Bolivia polls transparent, Arce victory legitimate: OAS

La Paz (AFP) –


International observers on Wednesday declared Bolivia's presidential election transparent and Luis Arce's incoming leftist government legitimate, as an official but incomplete tally showed an overwhelming victory for the ex-president Evo Morales' protege.

The findings are a sharp difference from 2019 elections, when Arce's former boss Morales won an unconstitutional fourth term in polls that sparked weeks of protests, leaving 36 dead and 800 wounded. A later OAS audit found clear evidence of fraud.

"People voted freely and the result was clear and overwhelming, granting strong legitimacy to the incoming government, to Bolivian institutions and the electoral process," Manuel Gonzalez, head of the observer mission for the Organization of American States, said in releasing the team's preliminary report on Sunday's polls in a video on Twitter.

With more than 90 percent of polling places accounted for, Arce has 54.5 percent -- far more than needed for an outright victory for the 57-year-old economist from the Movement for Socialism (MAS) in the first round.

Centrist ex-president Carlos Mesa has 29.2 percent, followed by right-winger Luis Fernando Camacho with 14.2 percent.

Despite the pandemic, a record 87 percent of Bolivians voted, according to the Supreme Electoral Tribunal.

"Thanks to the audit report carried out after last year's elections, today the country has an independent electoral authority and had a more equitable and transparent contest," said Gonzalez, a former foreign minister of Costa Rica.

Arce's rivals also recognized his victory, including Mesa and interim president Jeanine Anez, a fierce critic of Arce's leftist MAS party and of ex-president Morales.

In addition to the OAS findings, the results have been in line with projections from two private polling firms on the night of the election.

The European Union and US-based Carter Center also sent missions to observe the vote.

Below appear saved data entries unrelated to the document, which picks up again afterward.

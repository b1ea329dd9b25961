//! Vaccination records and the standard schedule

use std::sync::Arc;

use chrono::Utc;
use validator::Validate;

use shared::models::{vaccination_schedule, Cycle, ScheduleItem, Vaccination, VaccinationInput};

use crate::error::{AppError, AppResult};
use crate::storage::{Repository, Store};

#[derive(Clone)]
pub struct VaccinationService {
    repo: Repository,
}

impl VaccinationService {
    pub fn new(store: Arc<dyn Store>) -> Self {
        Self {
            repo: Repository::new(store),
        }
    }

    async fn load_cycle(&self, cycle_id: i64) -> AppResult<Cycle> {
        self.repo
            .get::<Cycle>(cycle_id)
            .await?
            .ok_or_else(|| AppError::not_found("Cycle", cycle_id))
    }

    /// Record a vaccination; flock age is taken from the cycle start
    pub async fn record(&self, input: VaccinationInput) -> AppResult<Vaccination> {
        input.validate()?;
        let cycle = self.load_cycle(input.cycle_id).await?;
        let now = Utc::now();

        let mut vaccination = Vaccination {
            id: 0,
            cycle_id: cycle.id,
            date: input.date,
            flock_age: cycle.flock_age_on(input.date),
            vaccine_name: input.vaccine_name,
            administration_method: input.administration_method,
            dosage: input.dosage,
            birds_treated: input.birds_treated,
            batch_number: input.batch_number,
            expiry_date: input.expiry_date,
            manufacturer: input.manufacturer,
            veterinarian: input.veterinarian,
            notes: input.notes,
            created_at: Some(now),
            updated_at: Some(now),
        };
        if let Err(e) = self.repo.add(&mut vaccination).await {
            tracing::error!(cycle_id = cycle.id, error = %e, "Failed to record vaccination");
            return Err(e.into());
        }
        tracing::info!(
            vaccination_id = vaccination.id,
            vaccine = %vaccination.vaccine_name,
            flock_age = vaccination.flock_age,
            "Recorded vaccination"
        );
        Ok(vaccination)
    }

    /// Vaccinations of a cycle, newest first
    pub async fn list(&self, cycle_id: i64) -> AppResult<Vec<Vaccination>> {
        let mut vaccinations: Vec<Vaccination> = self.repo.by_index("cycleId", cycle_id).await?;
        vaccinations.sort_by(|a, b| b.date.cmp(&a.date));
        Ok(vaccinations)
    }

    pub async fn delete(&self, vaccination_id: i64) -> AppResult<()> {
        if self.repo.get::<Vaccination>(vaccination_id).await?.is_none() {
            return Err(AppError::not_found("Vaccination", vaccination_id));
        }
        self.repo.delete::<Vaccination>(vaccination_id).await?;
        tracing::info!(vaccination_id, "Deleted vaccination");
        Ok(())
    }

    /// Standard schedule with each entry marked done or pending for the cycle
    pub async fn schedule(&self, cycle_id: i64) -> AppResult<Vec<ScheduleItem>> {
        self.load_cycle(cycle_id).await?;
        let vaccinations = self.list(cycle_id).await?;
        Ok(vaccination_schedule(&vaccinations))
    }
}
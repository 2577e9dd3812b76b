use std::io;
use std::path::PathBuf;

use thiserror::Error;

/// Errors produced by the aggregation engine and the rendering glue.
///
/// `PeriodNotFound` is the only recoverable kind: months with no qualifying
/// transactions are expected in the data and callers skip them. Everything
/// else aborts the run; nothing is retried.
#[derive(Error, Debug)]
pub enum Error {
    #[error("IO error: {0}")]
    Io(#[from] io::Error),

    #[error("malformed data at line {line}: {detail}")]
    MalformedData { line: u64, detail: String },

    #[error("no aggregated data for period {year}-{month}")]
    PeriodNotFound { year: i32, month: u32 },

    #[error("cache file {path} is inconsistent: {detail}")]
    CacheMismatch { path: PathBuf, detail: String },
}

impl Error {
    pub(crate) fn malformed(line: u64, detail: impl Into<String>) -> Self {
        Error::MalformedData {
            line,
            detail: detail.into(),
        }
    }

    pub(crate) fn cache_mismatch(path: impl Into<PathBuf>, detail: impl Into<String>) -> Self {
        Error::CacheMismatch {
            path: path.into(),
            detail: detail.into(),
        }
    }
}

pub type Result<T> = std::result::Result<T, Error>;
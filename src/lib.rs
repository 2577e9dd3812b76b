//! London property price choropleth pipeline.
//!
//! Aggregates UK price paid transaction data down to per-borough and
//! city-wide monthly statistics (cached as CSV side files), and renders the
//! borough means as an animated choropleth with a median trend line.

pub mod boroughs;
pub mod cache;
pub mod controller;
pub mod error;
pub mod loader;
pub mod map_view;

pub use error::{Error, Result};
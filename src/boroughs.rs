/// The 33 Greater London boroughs as they appear in the price paid data's
/// county column, upper case. 13 inner (the City of London counts here),
/// 20 outer. Membership of this set is the only filter that decides whether
/// a transaction is in scope.
pub const LONDON_BOROUGHS: [&str; 33] = [
    // inner
    "CITY OF LONDON",
    "CAMDEN",
    "GREENWICH",
    "HACKNEY",
    "HAMMERSMITH AND FULHAM",
    "ISLINGTON",
    "KENSINGTON AND CHELSEA",
    "LAMBETH",
    "LEWISHAM",
    "SOUTHWARK",
    "TOWER HAMLETS",
    "WANDSWORTH",
    "CITY OF WESTMINSTER",
    // outer
    "BARKING AND DAGENHAM",
    "BARNET",
    "BEXLEY",
    "BRENT",
    "BROMLEY",
    "CROYDON",
    "EALING",
    "ENFIELD",
    "HARINGEY",
    "HARROW",
    "HAVERING",
    "HILLINGDON",
    "HOUNSLOW",
    "KINGSTON UPON THAMES",
    "MERTON",
    "NEWHAM",
    "REDBRIDGE",
    "RICHMOND UPON THAMES",
    "SUTTON",
    "WALTHAM FOREST",
];

pub fn is_london_borough(county: &str) -> bool {
    let upper = county.to_uppercase();
    LONDON_BOROUGHS.contains(&upper.as_str())
}

/// Reconcile a boundary-file region name with the price dataset's naming.
///
/// The Ordnance Survey boundary data calls the City of Westminster plain
/// "Westminster"; the price paid data does not. Applied at the rendering
/// boundary only, never during filtering.
pub fn resolve_boundary_alias(name: &str) -> String {
    let upper = name.to_uppercase();
    match upper.as_str() {
        "WESTMINSTER" => "CITY OF WESTMINSTER".to_owned(),
        _ => upper,
    }
}
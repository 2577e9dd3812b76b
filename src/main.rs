use std::path::PathBuf;
use std::process;

use clap::Parser;
use log::error;

use borough_map::cache::CsvCacheStore;
use borough_map::controller::Controller;
use borough_map::loader::DataLoader;
use borough_map::map_view::MapView;

#[derive(Parser, Debug)]
#[command(name = "borough-map")]
#[command(about = "Animated choropleth of London property prices")]
struct Args {
    /// Directory holding the raw data and the cache files
    #[arg(long, default_value = "data")]
    data_dir: PathBuf,

    /// Raw price paid file (gzipped CSV) inside the data directory
    #[arg(long, default_value = "pp-complete.csv.gz")]
    price_paid_file: String,

    /// Borough boundary file (GeoJSON) inside the data directory
    #[arg(long, default_value = "london_boroughs.geojson")]
    boundary_file: String,

    /// First year to render
    #[arg(long, default_value = "1995")]
    start_year: i32,

    /// Last year to render (inclusive)
    #[arg(long, default_value = "2019")]
    end_year: i32,

    /// Directory the numbered frame PNGs are written to
    #[arg(long, default_value = "frames")]
    frames_dir: PathBuf,

    /// Output video path
    #[arg(long, default_value = "mean_prices.mp4")]
    output: PathBuf,
}

fn main() {
    env_logger::Builder::from_env(env_logger::Env::default().default_filter_or("info")).init();
    let args = Args::parse();

    if let Err(e) = run(args) {
        error!("{}", e);
        process::exit(1);
    }
}

fn run(args: Args) -> borough_map::Result<()> {
    let cache = CsvCacheStore::in_dir(&args.data_dir);
    let loader = DataLoader::new(args.data_dir.join(&args.price_paid_file), cache);
    let view = MapView::from_geojson(&args.data_dir.join(&args.boundary_file))?;

    let mut controller = Controller::new(loader, view);
    controller.run(
        args.start_year,
        args.end_year,
        &args.frames_dir,
        &args.output,
    )
}
use std::fs;
use std::io;
use std::path::{Path, PathBuf};
use std::process::Command;

use chrono::Datelike;
use itertools::iproduct;
use log::{info, warn};

use crate::cache::CacheStore;
use crate::error::{Error, Result};
use crate::loader::DataLoader;
use crate::map_view::MapView;

const FRAMES_PER_SECOND: u32 = 15;

/// Drives the animation: one frame per (year, month) in range, data pulled
/// from the loader per frame.
pub struct Controller<S: CacheStore> {
    loader: DataLoader<S>,
    view: MapView,
}

impl<S: CacheStore> Controller<S> {
    pub fn new(loader: DataLoader<S>, view: MapView) -> Self {
        Controller { loader, view }
    }

    /// Renders every month from January `start_year` through December
    /// `end_year` as numbered PNGs in `frames_dir`, then encodes the video.
    ///
    /// Months with no qualifying transactions are logged and skipped; any
    /// other failure aborts.
    pub fn run(
        &mut self,
        start_year: i32,
        end_year: i32,
        frames_dir: &Path,
        output: &Path,
    ) -> Result<()> {
        self.loader.load_and_aggregate()?;
        fs::create_dir_all(frames_dir)?;

        let (trend_dates, trend_medians) = self.loader.get_time_series();

        let mut frame = 0u32;
        for (year, month) in period_range(start_year, end_year) {
            let means = match self.loader.get_mean_prices(year, month) {
                Ok(means) => means,
                Err(Error::PeriodNotFound { .. }) => {
                    warn!("no data for {}-{}, skipping frame", year, month);
                    continue;
                }
                Err(e) => return Err(e),
            };

            // trend line only up to the period being shown
            let upto = trend_dates.partition_point(|d| (d.year(), d.month()) <= (year, month));
            let img = self.view.render_frame(
                year,
                month,
                &means,
                &trend_dates[..upto],
                &trend_medians[..upto],
            );

            save_frame(&img, &frame_path(frames_dir, frame))?;
            frame += 1;
        }
        info!("wrote {} frames to {}", frame, frames_dir.display());

        encode_video(frames_dir, output)?;
        info!("wrote {}", output.display());
        Ok(())
    }
}

fn frame_path(frames_dir: &Path, frame: u32) -> PathBuf {
    frames_dir.join(format!("frame_{:04}.png", frame))
}

fn save_frame(img: &image::RgbImage, path: &Path) -> Result<()> {
    img.save(path)
        .map_err(|e| Error::Io(io::Error::other(e)))
}

/// Stitches the numbered frames into an mp4 with ffmpeg. A missing ffmpeg
/// binary surfaces as an IO error after the frames are already on disk.
fn encode_video(frames_dir: &Path, output: &Path) -> Result<()> {
    let pattern = frames_dir.join("frame_%04d.png");
    let status = Command::new("ffmpeg")
        .arg("-y")
        .args(["-framerate", &FRAMES_PER_SECOND.to_string()])
        .arg("-i")
        .arg(&pattern)
        .args(["-pix_fmt", "yuv420p"])
        .arg(output)
        .status()?;
    if !status.success() {
        return Err(Error::Io(io::Error::other(format!(
            "ffmpeg exited with {}",
            status
        ))));
    }
    Ok(())
}

/// Year/month pairs covered by the run, in frame order.
pub fn period_range(start_year: i32, end_year: i32) -> Vec<(i32, u32)> {
    iproduct!(start_year..=end_year, 1..=12u32).collect()
}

The Bolivian constitution declares the candidate who obtains an absolute majority or 40 percent of the vote with a 10-point advantage over their nearest challenger as the winner in the first round. Otherwise, there must be a second round.

Despite that, hundreds of Bolivians have protested in Santa Cruz, a right-wing bastion, and in the central city of Cochabamba, claiming fraud in Arce's win and opposing a return to Bolivia of the exiled Morales. A crowd also gathered to protest in the capital La Paz.

- Morales reviled by conservatives -

Arce was credited as the architect of Bolivia's economic miracle under Morales, who became the country's first indigenous president in 2006.

Over the next decade, Arce slashed poverty levels and modernized the nation's infrastructure, boosted by demand for Bolivia's natural resources.

The election, twice postponed due to the coronavirus, was the first in 20 years not to feature Morales, who resigned and fled into exile after the 2019 protests.

An interim administration was set up, led by right-wing senator Anez.

She withdrew her candidacy for the presidential vote shortly before the election.

Morales, currently in Buenos Aires, on Monday signaled his intention to return to Bolivia after Arce's sweeping victory.

He faces arrest on terrorism charges after the right-wing interim government accused him of directing anti-government protests from exile.

Morales is also being investigated over allegations of "rape and trafficking" of underage girls.

The leftist ex-president dismissed the accusations, saying they were "part of a dirty war" waged against him.